Handling OOM Issues

Handling OOM Issues#

OOM errors are common in large-scale RL training. This guide covers how to resolve them across generation, training, and weight updates in AReaL.

Understanding Memory Usage#

Before applying fixes, understand which parameters affect memory usage:

Core Parameters#

allocation_mode: How inference and training are distributed across GPUs. For large models, tensor parallelism typically uses less memory per GPU than data parallelism.
train_dataset.max_length: Maximum prompt length. Longer prompts require more memory.
gconfig.max_new_tokens: Tokens to generate per prompt. Combined with max_length, this determines the total sequence length.
actor.mb_spec.max_tokens_per_mb: Tokens per micro-batch during forward/backward passes. This is the primary parameter for controlling training memory. Cannot be set below max_length + max_new_tokens.
max_concurrent_rollouts: Number of parallel generation requests. More requests improve throughput but increase memory usage.

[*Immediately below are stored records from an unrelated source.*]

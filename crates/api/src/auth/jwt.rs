//! Validation of identity-provider access tokens.
//!
//! Tokens are HS256-signed JWTs minted by the external identity provider
//! with a shared secret; this service only verifies them and reads the
//! claims. [`mint_token`] exists for local development and the test
//! harness, where no provider is running.

use jsonwebtoken::{decode, encode, DecodingKey, EncodingKey, Header, Validation};
use serde::{Deserialize, Serialize};
use uuid::Uuid;

/// Claims embedded in every access token.
#[derive(Debug, Serialize, Deserialize, Clone)]
pub struct Claims {
    /// Subject -- the identity provider's stable user identifier.
    pub sub: String,
    /// The user's email address.
    pub email: String,
    /// Display name.
    pub name: String,
    /// Expiration time (UTC Unix timestamp).
    pub exp: i64,
    /// Issued-at time (UTC Unix timestamp).
    pub iat: i64,
    /// Unique token identifier for audit.
    pub jti: String,
}

/// Configuration for JWT validation.
#[derive(Debug, Clone)]
pub struct JwtConfig {
    /// HMAC-SHA256 secret shared with the identity provider.
    pub secret: String,
    /// Token lifetime in minutes when minting locally (default: 15).
    pub token_expiry_mins: i64,
}

/// Default token expiry in minutes for locally minted tokens.
const DEFAULT_EXPIRY_MINS: i64 = 15;

impl JwtConfig {
    /// Load JWT configuration from environment variables.
    ///
    /// | Env Var                | Required | Default |
    /// |------------------------|----------|---------|
    /// | `JWT_SECRET`           | **yes**  | --      |
    /// | `JWT_TOKEN_EXPIRY_MINS`| no       | `15`    |
    ///
    /// # Panics
    ///
    /// Panics if `JWT_SECRET` is not set or is empty.
    pub fn from_env() -> Self {
        let secret =
            std::env::var("JWT_SECRET").expect("JWT_SECRET must be set in the environment");
        assert!(!secret.is_empty(), "JWT_SECRET must not be empty");

        let token_expiry_mins: i64 = std::env::var("JWT_TOKEN_EXPIRY_MINS")
            .unwrap_or_else(|_| DEFAULT_EXPIRY_MINS.to_string())
            .parse()
            .expect("JWT_TOKEN_EXPIRY_MINS must be a valid i64");

        Self {
            secret,
            token_expiry_mins,
        }
    }
}

/// Validate and decode an access token, returning the embedded [`Claims`].
///
/// Validates the signature, expiration, and issued-at claims automatically.
pub fn validate_token(
    token: &str,
    config: &JwtConfig,
) -> Result<Claims, jsonwebtoken::errors::Error> {
    let token_data = decode::<Claims>(
        token,
        &DecodingKey::from_secret(config.secret.as_bytes()),
        &Validation::default(), // HS256, validates exp
    )?;
    Ok(token_data.claims)
}

/// Mint an HS256 token the way the identity provider would.
///
/// For local development and tests only; production tokens come from the
/// provider.
pub fn mint_token(
    subject: &str,
    email: &str,
    name: &str,
    config: &JwtConfig,
) -> Result<String, jsonwebtoken::errors::Error> {
    let now = chrono::Utc::now().timestamp();
    let claims = Claims {
        sub: subject.to_string(),
        email: email.to_string(),
        name: name.to_string(),
        exp: now + config.token_expiry_mins * 60,
        iat: now,
        jti: Uuid::new_v4().to_string(),
    };
    encode(
        &Header::default(), // HS256
        &claims,
        &EncodingKey::from_secret(config.secret.as_bytes()),
    )
}
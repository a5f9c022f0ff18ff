//! Persistence layer: connection pool, migrations, models, repositories.

use sqlx::postgres::PgPoolOptions;

pub mod models;
pub mod repositories;

pub type DbPool = sqlx::PgPool;

/// Create a connection pool from a database URL.
pub async fn create_pool(database_url: &str) -> Result<DbPool, sqlx::Error> {
    PgPoolOptions::new()
        .max_connections(20)
        .connect(database_url)
        .await
}

/// Round-trip check that the database is reachable.
pub async fn health_check(pool: &DbPool) -> Result<(), sqlx::Error> {
    sqlx::query("SELECT 1").execute(pool).await?;
    Ok(())
}

/// Apply all pending migrations from `db/migrations`.
pub async fn run_migrations(pool: &DbPool) -> Result<(), sqlx::migrate::MigrateError> {
    sqlx::migrate!("../../db/migrations").run(pool).await
}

Engine-Specific Parameters#

Inference Engine: sglang.mem_fraction_static controls how much GPU memory SGLang uses. Check the SGLang docs for more tuning options.
Training Engine: FSDP sharding and other PyTorch settings also impact memory usage. The FSDP docs have more details.

Note: train_dataset.batch_size does not affect peak memory usage. Focus on the parameters above when troubleshooting OOM issues.

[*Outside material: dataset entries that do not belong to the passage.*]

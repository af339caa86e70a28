use rand::Rng;
use serde::{Deserialize, Serialize};

use crate::aggregate::Aggregate;
use crate::position::{Dimension, Position};

/// Lattice move-set geometry.
#[derive(Debug, Clone, Copy, PartialEq, Eq, Serialize, Deserialize)]
pub enum LatticeKind {
    /// Square (2D) / cubic (3D) axis-aligned moves.
    Square,
    /// Triangular (2D) / tetrahedral-ish (3D) moves. The 3D move set is
    /// taken verbatim from the reference implementation and does not
    /// describe a true fcc/hcp neighbourhood (see SPEC_FULL.md open
    /// question 4) — it is not "fixed" here.
    Triangle,
}

impl Aggregate {
    /// Advance `pos` by one lattice step, drawing a single uniform value
    /// and comparing it against cumulative thresholds in the declared
    /// order of each move set. The final branch of every chain is an
    /// `else`, absorbing any floating-point residue.
    pub(crate) fn lattice_step(&mut self, pos: Position) -> Position {
        let u: f64 = self.rng.gen();
        match (self.lattice, self.dim) {
            (LatticeKind::Square, Dimension::Two) => {
                if u < 0.25 {
                    pos.translated(1, 0, 0)
                } else if u < 0.5 {
                    pos.translated(-1, 0, 0)
                } else if u < 0.75 {
                    pos.translated(0, 1, 0)
                } else {
                    pos.translated(0, -1, 0)
                }
            }
            (LatticeKind::Square, Dimension::Three) => {
                if u < 1.0 / 6.0 {
                    pos.translated(1, 0, 0)
                } else if u < 2.0 / 6.0 {
                    pos.translated(-1, 0, 0)
                } else if u < 3.0 / 6.0 {
                    pos.translated(0, 1, 0)
                } else if u < 4.0 / 6.0 {
                    pos.translated(0, -1, 0)
                } else if u < 5.0 / 6.0 {
                    pos.translated(0, 0, 1)
                } else {
                    pos.translated(0, 0, -1)
                }
            }
            (LatticeKind::Triangle, Dimension::Two) => {
                if u < 1.0 / 6.0 {
                    pos.translated(1, 0, 0)
                } else if u < 2.0 / 6.0 {
                    pos.translated(-1, 0, 0)
                } else if u < 3.0 / 6.0 {
                    pos.translated(1, 1, 0)
                } else if u < 4.0 / 6.0 {
                    pos.translated(1, -1, 0)
                } else if u < 5.0 / 6.0 {
                    pos.translated(-1, 1, 0)
                } else {
                    pos.translated(-1, -1, 0)
                }
            }
            (LatticeKind::Triangle, Dimension::Three) => {
                if u < 1.0 / 8.0 {
                    pos.translated(1, 1, 0)
                } else if u < 2.0 / 8.0 {
                    pos.translated(1, -1, 0)
                } else if u < 3.0 / 8.0 {
                    pos.translated(-1, -1, 0)
                } else if u < 4.0 / 8.0 {
                    pos.translated(-1, 1, 0)
                } else if u < 5.0 / 8.0 {
                    pos.translated(1, 0, 0)
                } else if u < 6.0 / 8.0 {
                    pos.translated(-1, 0, 0)
                } else if u < 7.0 / 8.0 {
                    pos.translated(0, 0, 1)
                } else {
                    pos.translated(0, 0, -1)
                }
            }
        }
    }
}
use crate::aggregate::Aggregate;
use crate::position::{Dimension, Position};
use crate::seed::AttractorKind;

/// Elastic margin applied to every bounding region.
const EPS: i64 = 2;

impl Aggregate {
    /// Revert `curr` back to `prev` if it left the attractor-specific
    /// bounding region. Returns the (possibly reverted) position and
    /// whether the event should be counted as a boundary collision.
    ///
    /// The 2D LINE region reverts without counting, matching the
    /// reference behavior documented as open question 2 in
    /// SPEC_FULL.md — this is preserved deliberately, not a bug.
    pub(crate) fn enforce_boundary(&self, prev: Position, curr: Position) -> (Position, bool) {
        let within = match self.attractor {
            AttractorKind::Point | AttractorKind::Circle | AttractorKind::Sphere => {
                let lim = self.spawn_diam / 2 + EPS;
                curr.x().abs() <= lim && curr.y().abs() <= lim && curr.z().abs() <= lim
            }
            AttractorKind::Line => {
                let x_ok = curr.x().abs() <= 2 * self.att_size;
                let y_ok = curr.y().abs() <= self.spawn_diam + EPS;
                match self.dim {
                    Dimension::Two => x_ok && y_ok,
                    Dimension::Three => {
                        let z_ok = curr.z().abs() <= self.spawn_diam + EPS;
                        x_ok && y_ok && z_ok
                    }
                }
            }
            AttractorKind::Plane => {
                let lim_xy = 2 * self.att_size;
                curr.x().abs() <= lim_xy
                    && curr.y().abs() <= lim_xy
                    && curr.z().abs() <= self.spawn_diam + EPS
            }
        };

        if within {
            (curr, false)
        } else {
            let counted = !(self.dim == Dimension::Two && self.attractor == AttractorKind::Line);
            (prev, counted)
        }
    }
}

#[cfg(test)]
mod tests {
    use crate::config::GeneratorConfig;
    use crate::lattice::LatticeKind;
    use crate::position::{Dimension, Position};
    use crate::seed::AttractorKind;
    use crate::Aggregate;

    #[test]
    fn point_region_reverts_and_counts_outside_margin() {
        let a = Aggregate::new(GeneratorConfig {
            dim: Dimension::Two,
            lattice: LatticeKind::Square,
            attractor: AttractorKind::Point,
            stickiness: 1.0,
            att_size: 1,
            b_offset: 6,
            max_walk_steps: 1_000,
            seed: Some(3),
        });
        let lim = a.spawn_diam() / 2 + 2;
        let prev = Position::P2 { x: lim, y: 0 };
        let curr = Position::P2 { x: lim + 1, y: 0 };
        let (resolved, counted) = a.enforce_boundary(prev, curr);
        assert_eq!(resolved, prev);
        assert!(counted);
    }

    #[test]
    fn line_2d_region_reverts_without_counting() {
        let a = Aggregate::new(GeneratorConfig {
            dim: Dimension::Two,
            lattice: LatticeKind::Square,
            attractor: AttractorKind::Line,
            stickiness: 1.0,
            att_size: 5,
            b_offset: 6,
            max_walk_steps: 1_000,
            seed: Some(4),
        });
        let prev = Position::P2 { x: 0, y: 0 };
        let curr = Position::P2 { x: 2 * 5 + 1, y: 0 };
        let (resolved, counted) = a.enforce_boundary(prev, curr);
        assert_eq!(resolved, prev);
        assert!(!counted);
    }
}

Resolving Generation OOM Errors#

When generation OOM errors occur, try the following solutions:

1. Reduce Concurrent Rollouts (Most Effective)#

Lower the number of parallel generation requests:

max_concurrent_rollouts: 200  # Try reducing from default values like 256

This directly reduces memory pressure on the inference servers and is often the most effective solution.

2. Adjust Parallelism Strategy#

Increase tensor parallelism to distribute model weights across more GPUs:

# Before: sglang:d4+fsdp:d4 (4 data parallel processes)
# After: sglang:d2t2+fsdp:d4 (2 data parallel, 2 tensor parallel)
allocation_mode: sglang:d2t2+fsdp:d4

Note that higher tensor parallelism reduces generation throughput.

3. Tune SGLang Parameters#

Adjust SGLang memory allocation:

sglang:
  mem_fraction_static: 0.8  # Reduce from 0.9 to leave more memory headroom

See the SGLang docs for additional tuning options.

Resolving Training OOM Errors#

Training OOM errors require reducing the memory footprint of gradient computation and model updates.

1. Optimize Micro-batch Size#

Set max_tokens_per_mb as low as possible:

actor:
  mb_spec:
    max_tokens_per_mb: 4096  # train_dataset.max_length + gconfig.max_new_tokens

For multi-turn conversations, calculate it like this:

max_tokens_per_mb = <longest_conversation_length> + gconfig.max_new_tokens

The exact value depends on your RolloutWorkflow implementation.

2. Enable Gradient Checkpointing#

actor:
  gradient_checkpointing: true

3. Enable 5D Parallelism#

For long contexts where max_tokens_per_mb cannot be reduced further, use Ulysses sequence parallelism to distribute sequences across multiple GPUs:

# Before: sglang:d4+fsdp:d4 (4 data parallel processes)
# After: sglang:d4+fsdp:d2c2 (2 data parallel, 2 ulysses context parallel)
allocation_mode: sglang:d4+fsdp:d2c2

The Ulysses context parallel size must evenly divide the model’s attention head count.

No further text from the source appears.